Identification of Rare Variants Involved in High Myopia Unraveled by Whole Genome Sequencing

Annechien E G Haarman; Caroline C W Klaver; Milly S Tedja; Susanne Roosing; Galuh Astuti; Christian Gilissen; Lies H Hoefsloot; Marianne van Tienhoven; Tom Brands; Frank J Magielsen; Bert H J F M M Eussen; Annelies de Klein; Erwin Brosens; Virginie J M Verhoeven

doi:10.1016/j.xops.2023.100303

Identification of Rare Variants Involved in High Myopia Unraveled by Whole Genome Sequencing

Ophthalmol Sci. 2023 Apr 6;3(4):100303. doi: 10.1016/j.xops.2023.100303. eCollection 2023 Dec.

Authors

Annechien E G Haarman^{1

2}, Caroline C W Klaver^{1

2

3

4}, Milly S Tedja^{1

2}, Susanne Roosing^{5

6}, Galuh Astuti⁵, Christian Gilissen⁵, Lies H Hoefsloot⁷, Marianne van Tienhoven⁷, Tom Brands⁷, Frank J Magielsen⁷, Bert H J F M M Eussen⁷, Annelies de Klein⁷, Erwin Brosens⁷, Virginie J M Verhoeven^{1

7}

Affiliations

¹ Erasmus MC, Department of Ophthalmology, Rotterdam, The Netherlands.
² Erasmus MC, Department of Epidemiology, Rotterdam, The Netherlands.
³ Department of Ophthalmology, Radboud University Medical Center, Nijmegen, The Netherlands.
⁴ Institute of Molecular and Clinical Ophthalmology, Basel, Switzerland.
⁵ Department of Human Genetics, Radboud Institute for Molecular Life Sciences, Nijmegen, The Netherlands.
⁶ Donders Institute for Brain, Cognition and Behavior, Radboud University Medical Center, Nijmegen, The Netherlands.
⁷ Erasmus MC, Department of Clinical Genetics, Rotterdam, The Netherlands.

Abstract

Purpose: Myopia (nearsightedness) is a condition in which a refractive error (RE) affects vision. Although common variants explain part of the genetic predisposition (18%), most of the estimated 70% heritability is missing. Here, we investigate the contribution of rare genetic variation because this might explain more of the missing heritability in the more severe forms of myopia. In particular, high myopia can lead to blindness and has a tremendous impact on a patient and at the societal level. The exact molecular mechanisms behind this condition are not yet completely unraveled, but whole genome sequencing (WGS) studies have the potential to identify novel (rare) disease genes, explaining the high heritability.

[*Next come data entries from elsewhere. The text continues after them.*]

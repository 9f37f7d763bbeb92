use serde::de::DeserializeOwned;
use serde_json::{Map, Value as JsonValue};

use crate::errors::PatchError;

/// Top-level keys present in a patch body, matched case-insensitively.
///
/// A key is bound even when its value is `null`, `false` or `0`.
#[derive(Debug, Clone, Default, PartialEq, Eq)]
pub struct BoundFields {
    keys: Vec<String>,
}

impl BoundFields {
    pub fn insert(&mut self, key: impl Into<String>) {
        let key = key.into();
        if !self.contains(&key) {
            self.keys.push(key);
        }
    }

    pub fn contains(&self, field: &str) -> bool {
        self.keys.iter().any(|key| key.eq_ignore_ascii_case(field))
    }

    pub fn is_empty(&self) -> bool {
        self.keys.is_empty()
    }

    pub fn len(&self) -> usize {
        self.keys.len()
    }

    pub fn iter(&self) -> impl Iterator<Item = &str> {
        self.keys.iter().map(String::as_str)
    }
}

impl<S: Into<String>> FromIterator<S> for BoundFields {
    fn from_iter<I: IntoIterator<Item = S>>(iter: I) -> Self {
        let mut bound = BoundFields::default();
        for key in iter {
            bound.insert(key);
        }
        bound
    }
}

/// Scan the raw body for its top-level keys, independent of any request type.
pub fn read_bound_fields(raw: &str) -> Result<BoundFields, PatchError> {
    let value: JsonValue = serde_json::from_str(raw)?;
    bound_fields_of(&value)
}

fn bound_fields_of(value: &JsonValue) -> Result<BoundFields, PatchError> {
    match value {
        JsonValue::Object(map) => Ok(map.keys().cloned().collect()),
        _ => Err(PatchError::NotAnObject),
    }
}

/// A patch body read both ways: which keys were sent, and the typed request.
#[derive(Debug, Clone)]
pub struct PatchPayload<R> {
    pub bound: BoundFields,
    pub request: R,
}

impl<R: DeserializeOwned> PatchPayload<R> {
    pub fn from_json(raw: &str) -> Result<Self, PatchError> {
        Self::from_value(serde_json::from_str(raw)?)
    }

    pub fn from_value(value: JsonValue) -> Result<Self, PatchError> {
        Self::bind(value, &[])
    }

    /// Read a body whose keys may differ in case from the request's field
    /// names. Keys matching one of `fields` case-insensitively are renamed to
    /// it before deserializing, so the typed request sees the sent value.
    pub fn bind(mut value: JsonValue, fields: &[&str]) -> Result<Self, PatchError> {
        let bound = bound_fields_of(&value)?;
        if let JsonValue::Object(map) = &mut value {
            canonicalize_keys(map, fields);
        }
        let request = serde_json::from_value(value)?;
        Ok(Self { bound, request })
    }
}

/// An exact-case key wins over differently-cased duplicates; among those,
/// the first in key order wins.
fn canonicalize_keys(map: &mut Map<String, JsonValue>, fields: &[&str]) {
    let renames: Vec<(String, &str)> = map
        .keys()
        .filter_map(|key| {
            fields
                .iter()
                .find(|field| field.eq_ignore_ascii_case(key) && **field != key.as_str())
                .map(|field| (key.clone(), *field))
        })
        .collect();

    for (key, field) in renames {
        if let Some(value) = map.remove(&key) {
            if !map.contains_key(field) {
                map.insert(field.to_string(), value);
            }
        }
    }
}

impl<R> PatchPayload<R> {
    pub fn is_bound(&self, field: &str) -> bool {
        self.bound.contains(field)
    }
}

Design: Cross-sectional study performed in the Netherlands.

Participants: We investigated 159 European patients with high myopia (RE > -10 diopters).

Methods: We performed WGS using a stepwise filtering approach and burden analysis. The contribution of common variants was calculated as a genetic risk score (GRS).

Main outcome measures: Rare variant burden, GRS.

Results: In 25% (n = 40) of these patients, there was a high (> 75th percentile) contribution of common predisposing variants; that is, these participants had higher GRSs. In 7 of the remaining 119 patients (6%), deleterious variants in genes associated with known (ocular) disorders, such as retinal dystrophy disease (prominin 1 [PROM1]) or ocular development (ATP binding cassette subfamily B member 6 [ABCB6], TGFB induced factor homeobox 1 [TGIF1]), were identified. Furthermore, without using a gene panel, we identified a high burden of rare variants in 8 novel genes associated with myopia. The genes heparan sulfate 6-O-sulfotransferase 1 (HS6ST1) (proportion in study population vs. the Genome Aggregation Database (GnomAD) 0.14 vs. 0.03, P = 4.22E-17), RNA binding motif protein 20 (RBM20) (0.15 vs. 0.06, P = 4.98E-05), and MAP7 domain containing 1 (MAP7D1) (0.19 vs. 0.06, P = 1.16E-10) were involved in the Wnt signaling cascade, melatonin degradation, and ocular development and showed most biologically plausible associations.

Conclusions: We found different contributions of common and rare variants in low and high grade myopia. Using WGS, we identified some interesting candidate genes that could explain the high myopia phenotype in some patients.

Financial disclosures: The author(s) have no proprietary or commercial interest in any materials discussed in this article.

Keywords: Blindness; Complex genetics; Genetic risk score; Mendelian diseases.